Ramsden is a lunar impact crater located on the western stretch of the Palus Epidemiarum. It was named after British instrument maker Jesse Ramsden. As T. W. Webb notes, it "is surrounded by a very fine system of branches and intersecting clefts". To the east-southeast is the crater Capuanus, and to the north lies Dunthorne.

This impact is dated to the Imbrian period of the Moon's geological history. The floor of the crater has been flooded with lava, and contains several small impact craters. The rim is somewhat oval and irregular in outline, with depressions at the north and south walls. It has a slight rampart, but lacks terraces, a central peak, or a ray system.

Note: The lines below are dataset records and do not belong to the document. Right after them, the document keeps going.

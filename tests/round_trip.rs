mod common;

use common::*;
use proptest::prelude::*;
use zcash_payment_uri::{
    parse, Amount, FormattingOptions, MemoBytes, Network, OtherParam, ParamNameString,
    ParserResult, Payment, PaymentRequest, QcharString,
};

const ALL_OPTIONS: [FormattingOptions; 3] = [
    FormattingOptions::EnumerateAllPayments,
    FormattingOptions::UseEmptyParamIndex {
        omit_address_label: false,
    },
    FormattingOptions::UseEmptyParamIndex {
        omit_address_label: true,
    },
];

#[test]
fn example_round_trips() {
    init_tracing();
    let bare = FormattingOptions::UseEmptyParamIndex {
        omit_address_label: true,
    };
    let unindexed = FormattingOptions::UseEmptyParamIndex {
        omit_address_label: false,
    };
    for (uri, options) in [
        (
            format!("zcash:{TESTNET_P2PKH}?amount=123.45&label=apple+banana"),
            bare,
        ),
        (
            format!(
                "zcash:?address={TESTNET_P2PKH}&amount=123.456\
                 &address.1={TESTNET_SAPLING}&amount.1=0.789\
                 &memo.1=VGhpcyBpcyBhIHVuaWNvZGUgbWVtbyDinKjwn6aE8J-PhvCfjok"
            ),
            unindexed,
        ),
        (
            format!("zcash:?address.1={TESTNET_TEX}&label.1=Caf%C3%A9&foo.1&bar.1=1"),
            FormattingOptions::EnumerateAllPayments,
        ),
    ] {
        let req = PaymentRequest::from_uri(&uri, Network::Testnet).unwrap();
        assert_eq!(req.to_uri(options), uri);
    }
}

#[test]
fn bare_address_reparses_as_legacy() {
    let req = PaymentRequest::new(vec![Payment::from_address(testnet(TESTNET_SAPLING))]).unwrap();
    let uri = req.to_uri(FormattingOptions::UseEmptyParamIndex {
        omit_address_label: true,
    });
    assert_eq!(
        parse(&uri, Network::Testnet),
        Ok(ParserResult::Legacy(testnet(TESTNET_SAPLING)))
    );
}

fn text() -> impl Strategy<Value = QcharString> {
    "\\PC{1,16}".prop_map(|s| QcharString::new(&s).unwrap())
}

fn key() -> impl Strategy<Value = ParamNameString> {
    "[a-zA-Z][a-zA-Z0-9+-]{0,8}"
        .prop_filter("reserved key", |k| {
            !["address", "amount", "label", "memo", "message"].contains(&k.as_str())
                && !k.starts_with("req-")
        })
        .prop_map(|k| ParamNameString::new(&k).unwrap())
}

fn payment() -> impl Strategy<Value = Payment> {
    (
        prop::sample::select(vec![TESTNET_SAPLING, TESTNET_P2PKH, TESTNET_P2SH, TESTNET_TEX]),
        prop::option::of(0..=2_100_000_000_000_000u64),
        prop::option::of(prop::collection::vec(any::<u8>(), 1..=512)),
        prop::option::of(text()),
        prop::option::of(text()),
        prop::collection::btree_map(key(), prop::option::of(text()), 0..3),
    )
        .prop_map(|(addr, zatoshis, memo, label, message, others)| {
            let address = testnet(addr);
            let memo = memo
                .filter(|_| address.can_receive_memos())
                .map(|bytes| MemoBytes::new(bytes).unwrap());
            let others = others
                .into_iter()
                .map(|(k, v)| OtherParam::new(k, v).unwrap())
                .collect();
            Payment::new(
                address,
                zatoshis.map(|z| Amount::from_zatoshis(z).unwrap()),
                memo,
                label,
                message,
                others,
            )
            .unwrap()
        })
}

proptest! {
    #[test]
    fn render_then_parse(payments in prop::collection::vec(payment(), 1..6)) {
        let req = PaymentRequest::new(payments).unwrap();

        let uri = req.to_uri(FormattingOptions::EnumerateAllPayments);
        prop_assert_eq!(parse(&uri, Network::Testnet), Ok(ParserResult::Request(req.clone())));

        for options in ALL_OPTIONS {
            let uri = req.to_uri(options);
            prop_assert_eq!(PaymentRequest::from_uri(&uri, Network::Testnet), Ok(req.clone()));
        }
    }
}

The crater lies directly across a rille system named the Rimae Ramsden. These span an area 130 kilometers across, sprawling over the western Palus Epidemiarum. A branch reaches northwest to the Mare Nubium, passing between the craters Campanus and Mercator.

==Satellite craters==
By convention these features are identified on lunar maps by placing the letter on the side of the crater midpoint that is closest to Ramsden.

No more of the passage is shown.